Pierre Sorlin (1994) puts another slant on the minimalist approach – claiming that the

latter-day vogue for desconstructionism – is linked to the end of grand narratives. In this

view, any topic is considered too large to think about as a whole and „piecemeal‟ study is the

way forward. Discontinuity and fragmentation have become worthy objects of attention built

into the fabric of postmodern territory (p11).

Popper‟s summaries of arguments, on which these discussions are based so far, were

supplemented a few years later by Richard Feynman, in three public lectures of 1963.
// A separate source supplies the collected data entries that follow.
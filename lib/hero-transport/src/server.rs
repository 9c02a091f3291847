use crate::endpoint::DatagramEndpoint;
use crate::error::TransportResult;
use crate::logging;
use hero_proto::fragment::{DEFAULT_FRAGMENT_PACING, DEFAULT_REASSEMBLY_TIMEOUT};
use hero_proto::{Flag, FragmentEngine, Packet, CHUNK_CAPACITY};
use indexmap::IndexMap;
use std::thread;
use std::time::{Duration, Instant};

pub const DEFAULT_PEER_STALE_TIMEOUT: Duration = Duration::from_secs(30);

struct Peer {
    pubkey: Vec<u8>,
    last_seen: Instant,
    last_ping: Instant,
    seq: u16,
    fragments: FragmentEngine,
}

impl Peer {
    fn new(pubkey: Vec<u8>, now: Instant) -> Peer {
        Peer {
            pubkey,
            last_seen: now,
            last_ping: now,
            seq: 0,
            fragments: FragmentEngine::with_timeout(DEFAULT_REASSEMBLY_TIMEOUT),
        }
    }

    #[inline]
    fn next_seq(&mut self) -> u16 {
        let seq = self.seq;
        self.seq = self.seq.wrapping_add(1);
        seq
    }
}

/// Non-owning capability handed to the `poll` handler so it can reply to the packet it was just
/// given, without the packet holding a back-reference into the server.
pub struct ReplyHandle<'a> {
    endpoint: &'a DatagramEndpoint,
    host: String,
    port: u16,
    peer: &'a mut Peer,
}

impl<'a> ReplyHandle<'a> {
    /// Sends `payload` back to the peer that triggered this handler call, fragmenting
    /// automatically if it exceeds the chunk capacity.
    pub fn reply(&mut self, payload: &[u8]) -> bool {
        send_give(self.endpoint, self.peer, &self.host, self.port, payload)
    }
}

fn send_give(endpoint: &DatagramEndpoint, peer: &mut Peer, host: &str, port: u16, payload: &[u8]) -> bool {
    if payload.len() <= CHUNK_CAPACITY {
        let seq = peer.next_seq();
        let packet = Packet::new(Flag::Give, seq, Vec::new(), payload.to_vec());
        return endpoint.send(&packet.encode(), host, port);
    }

    let fragments = peer.fragments.split(Flag::Give, payload);
    let mut success = true;
    let last = fragments.len().saturating_sub(1);

    for (index, fragment) in fragments.iter().enumerate() {
        success &= endpoint.send(&fragment.encode(), host, port);
        if index != last {
            thread::sleep(DEFAULT_FRAGMENT_PACING);
        }
    }

    success
}

/// Server-side per-peer state machine plus the public facade (C6) over it: `poll`, `send_to`,
/// `broadcast`, and peer-registry introspection. Peers are keyed by `"<host>:<port>"`.
pub struct HeroServer {
    endpoint: DatagramEndpoint,
    peers: IndexMap<String, Peer>,
    running: bool,
    last_sweep: Instant,
    log: logging::Logger,
}

impl HeroServer {
    #[inline]
    pub fn start(port: u16) -> TransportResult<HeroServer> {
        Self::start_with_logger(port, logging::Logger::root(logging::Discard, logging::o!()))
    }

    pub fn start_with_logger(port: u16, log: logging::Logger) -> TransportResult<HeroServer> {
        Ok(HeroServer {
            endpoint: DatagramEndpoint::bind_with_logger(port, log.clone())?,
            peers: IndexMap::new(),
            running: true,
            last_sweep: Instant::now(),
            log,
        })
    }

    #[inline]
    pub fn is_running(&self) -> bool {
        self.running
    }

    #[inline]
    pub fn local_port(&self) -> Option<u16> {
        self.endpoint.local_port()
    }

    #[inline]
    pub fn stop(&mut self) {
        self.running = false;
    }

    #[inline]
    pub fn client_count(&self) -> usize {
        self.peers.len()
    }

    #[inline]
    pub fn peer_pubkey(&self, host: &str, port: u16) -> Option<&[u8]> {
        self.peers.get(&peer_key(host, port)).map(|peer| peer.pubkey.as_slice())
    }

    /// Returns the next outgoing sequence number for a peer, i.e. the running sequence counter
    /// `send_to`/`broadcast` will stamp on the next packet sent to it.
    #[inline]
    pub fn peer_sequence(&self, host: &str, port: u16) -> Option<u16> {
        self.peers.get(&peer_key(host, port)).map(|peer| peer.seq)
    }

    /// Drains every currently-available datagram, dispatching application packets to `handler`,
    /// then runs the per-peer fragment sweep and the peer-stale sweep.
    pub fn poll<F: FnMut(&Packet, &str, u16, &mut ReplyHandle)>(&mut self, mut handler: F) {
        while let Some((bytes, host, port)) = self.endpoint.recv() {
            self.handle_datagram(&bytes, &host, port, &mut handler);
        }

        let now = Instant::now();
        for peer in self.peers.values_mut() {
            peer.fragments.sweep(now);
        }

        self.cleanup_stale_clients(DEFAULT_PEER_STALE_TIMEOUT);
        self.last_sweep = now;
    }

    fn handle_datagram<F: FnMut(&Packet, &str, u16, &mut ReplyHandle)>(
        &mut self,
        bytes: &[u8],
        host: &str,
        port: u16,
        handler: &mut F,
    ) {
        let packet = match Packet::decode(bytes) {
            Ok(packet) => packet,
            Err(_) => return,
        };

        let key = peer_key(host, port);
        let now = Instant::now();

        match packet.flag {
            Flag::Conn => {
                self.peers.insert(key, Peer::new(packet.requirements.clone(), now));
                self.ack(host, port, packet.seq);
                logging::debug!(self.log, "peer connected"; "context" => "conn", "peer" => format!("{}:{}", host, port));
            }
            Flag::Stop => {
                self.ack(host, port, packet.seq);
                self.peers.shift_remove(&key);
                logging::debug!(self.log, "peer stopped"; "context" => "stop", "peer" => format!("{}:{}", host, port));
            }
            Flag::Ping => {
                if let Some(peer) = self.peers.get_mut(&key) {
                    peer.last_ping = now;
                    let pong = Packet::new(Flag::Pong, packet.seq, Vec::new(), Vec::new());
                    self.endpoint.send(&pong.encode(), host, port);
                }
            }
            Flag::Frag => {
                let reassembled = match self.peers.get_mut(&key) {
                    Some(peer) => peer.fragments.feed(&packet, now),
                    None => None,
                };

                if let Some(reassembled) = reassembled {
                    self.ack(host, port, reassembled.seq);
                    self.dispatch(&reassembled, host, port, handler);
                }
            }
            Flag::Seen | Flag::Pong => {}
            Flag::Give | Flag::Take => {
                if self.peers.contains_key(&key) {
                    self.ack(host, port, packet.seq);
                    self.dispatch(&packet, host, port, handler);
                }
            }
        }
    }

    fn dispatch<F: FnMut(&Packet, &str, u16, &mut ReplyHandle)>(
        &mut self,
        packet: &Packet,
        host: &str,
        port: u16,
        handler: &mut F,
    ) {
        let key = peer_key(host, port);
        if let Some(peer) = self.peers.get_mut(&key) {
            peer.last_seen = Instant::now();

            let mut reply = ReplyHandle {
                endpoint: &self.endpoint,
                host: host.to_string(),
                port,
                peer,
            };

            handler(packet, host, port, &mut reply);
        }
    }

    fn ack(&self, host: &str, port: u16, seq: u16) {
        let seen = Packet::new(Flag::Seen, seq, Vec::new(), Vec::new());
        self.endpoint.send(&seen.encode(), host, port);
    }

    /// Sends `payload` to a specific peer as a GIVE, fragmenting automatically. Returns `false`
    /// without touching the network if the peer is not registered.
    pub fn send_to(&mut self, host: &str, port: u16, payload: &[u8]) -> bool {
        let key = peer_key(host, port);
        match self.peers.get_mut(&key) {
            Some(peer) => send_give(&self.endpoint, peer, host, port, payload),
            None => false,
        }
    }

    /// Sends `payload` to every registered peer. Returns whether every send succeeded.
    pub fn broadcast(&mut self, payload: &[u8]) -> bool {
        let peers: Vec<String> = self.peers.keys().cloned().collect();
        let mut success = true;

        for key in peers {
            if let Some((host, port)) = split_peer_key(&key) {
                success &= self.send_to(&host, port, payload);
            }
        }

        success
    }

    /// Evicts every peer whose `last_seen` is older than `timeout`. Returns the number evicted.
    pub fn cleanup_stale_clients(&mut self, timeout: Duration) -> usize {
        let now = Instant::now();
        let before = self.peers.len();

        self.peers.retain(|_, peer| now.duration_since(peer.last_seen) < timeout);

        before - self.peers.len()
    }
}

#[inline]
fn peer_key(host: &str, port: u16) -> String {
    format!("{}:{}", host, port)
}

fn split_peer_key(key: &str) -> Option<(String, u16)> {
    let (host, port) = key.rsplit_once(':')?;
    let port: u16 = port.parse().ok()?;
    Some((host.to_string(), port))
}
Feynman is a pure scientist and mathematician. His polemical criticisms seem still pertinent,

especially as social science wishes to emulate exactitude of science. In The Meaning of it All,

Feynman takes to task the fallacies of „This Scientific Age‟. Under special scrutiny are

method and proof. Following a fairly standard section on the temptation to equate correlation

and cause, he goes on to discuss how tempting it is to calculate the probability of an event

occurring after it has occurred. If we keep in mind those types of journalism research that

collect „data‟, analyse it, and conclude with patterns and regularities from evidence, some

cautionary tales emerge. He points out that it is entirely wrong to discern a pattern (as any

form of law) from a single body of data unless that precise patterning possibility was

inscribed in the research design.(My italics) His example was from experiments with rats, a

cliché he would be unlikely to repeat today. What he cited was the example of these animals

that a fellow researcher made to go left or right at a „T‟ junction included in the experimental

apparatus. What his colleague was investigating was immaterial, but at the end , he noticed

that the rats seemed to alternate: first one left, second right, third left, fourth right, and so on.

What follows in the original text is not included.